//! Scoped sensor subscriptions
//!
//! A subscription owns the pump task that pulls samples from a source, runs
//! them through the session's detector, and queues the resulting steps. The
//! task is aborted when the subscription is dropped.

use futures::stream::BoxStream;
use futures::StreamExt;
use tokio::sync::mpsc;
use tokio::task::JoinHandle;
use tracing::{debug, info};
use uuid::Uuid;

use super::{Sample, StepEvent, StepFusionDetector};

/// Something that can deliver a fresh sample stream for each session
pub trait SampleSource: Send + Sync {
    fn subscribe(&self) -> BoxStream<'static, Sample>;
}

/// Fixed sample sequence, replayed from the start on every subscription
#[derive(Debug, Clone, Default)]
pub struct ReplaySource {
    samples: Vec<Sample>,
}

impl ReplaySource {
    pub fn new(samples: Vec<Sample>) -> Self {
        Self { samples }
    }
}

impl SampleSource for ReplaySource {
    fn subscribe(&self) -> BoxStream<'static, Sample> {
        futures::stream::iter(self.samples.clone()).boxed()
    }
}

/// Live link between a sample stream and a session's step queue
pub struct SensorSubscription {
    session_id: Uuid,
    task: JoinHandle<()>,
}

impl SensorSubscription {
    /// Start pumping samples through a fresh detector
    pub fn spawn(
        session_id: Uuid,
        mut samples: BoxStream<'static, Sample>,
        step_tx: mpsc::Sender<StepEvent>,
    ) -> Self {
        let task = tokio::spawn(async move {
            let mut detector = StepFusionDetector::new();

            while let Some(sample) = samples.next().await {
                if let Some(step) = detector.process(&sample) {
                    // Waits for queue capacity rather than dropping the step
                    if step_tx.send(step).await.is_err() {
                        break;
                    }
                }
            }

            debug!(
                session_id = %session_id,
                steps = detector.steps_emitted(),
                "Sample stream finished"
            );
        });

        info!(session_id = %session_id, "Sensor subscription opened");
        Self { session_id, task }
    }

    /// Subscribe to a source and start pumping
    pub fn open(
        session_id: Uuid,
        source: &dyn SampleSource,
        step_tx: mpsc::Sender<StepEvent>,
    ) -> Self {
        Self::spawn(session_id, source.subscribe(), step_tx)
    }

    /// Whether the pump is still consuming samples
    pub fn is_active(&self) -> bool {
        !self.task.is_finished()
    }
}

impl Drop for SensorSubscription {
    fn drop(&mut self) {
        self.task.abort();
        info!(session_id = %self.session_id, "Sensor subscription closed");
    }
}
---+---
**Exercise description:** Would you report every line of the entries above containing the word "SampleSource"?

**Expected output:**
pub trait SampleSource: Send + Sync {
impl SampleSource for ReplaySource {
        source: &dyn SampleSource,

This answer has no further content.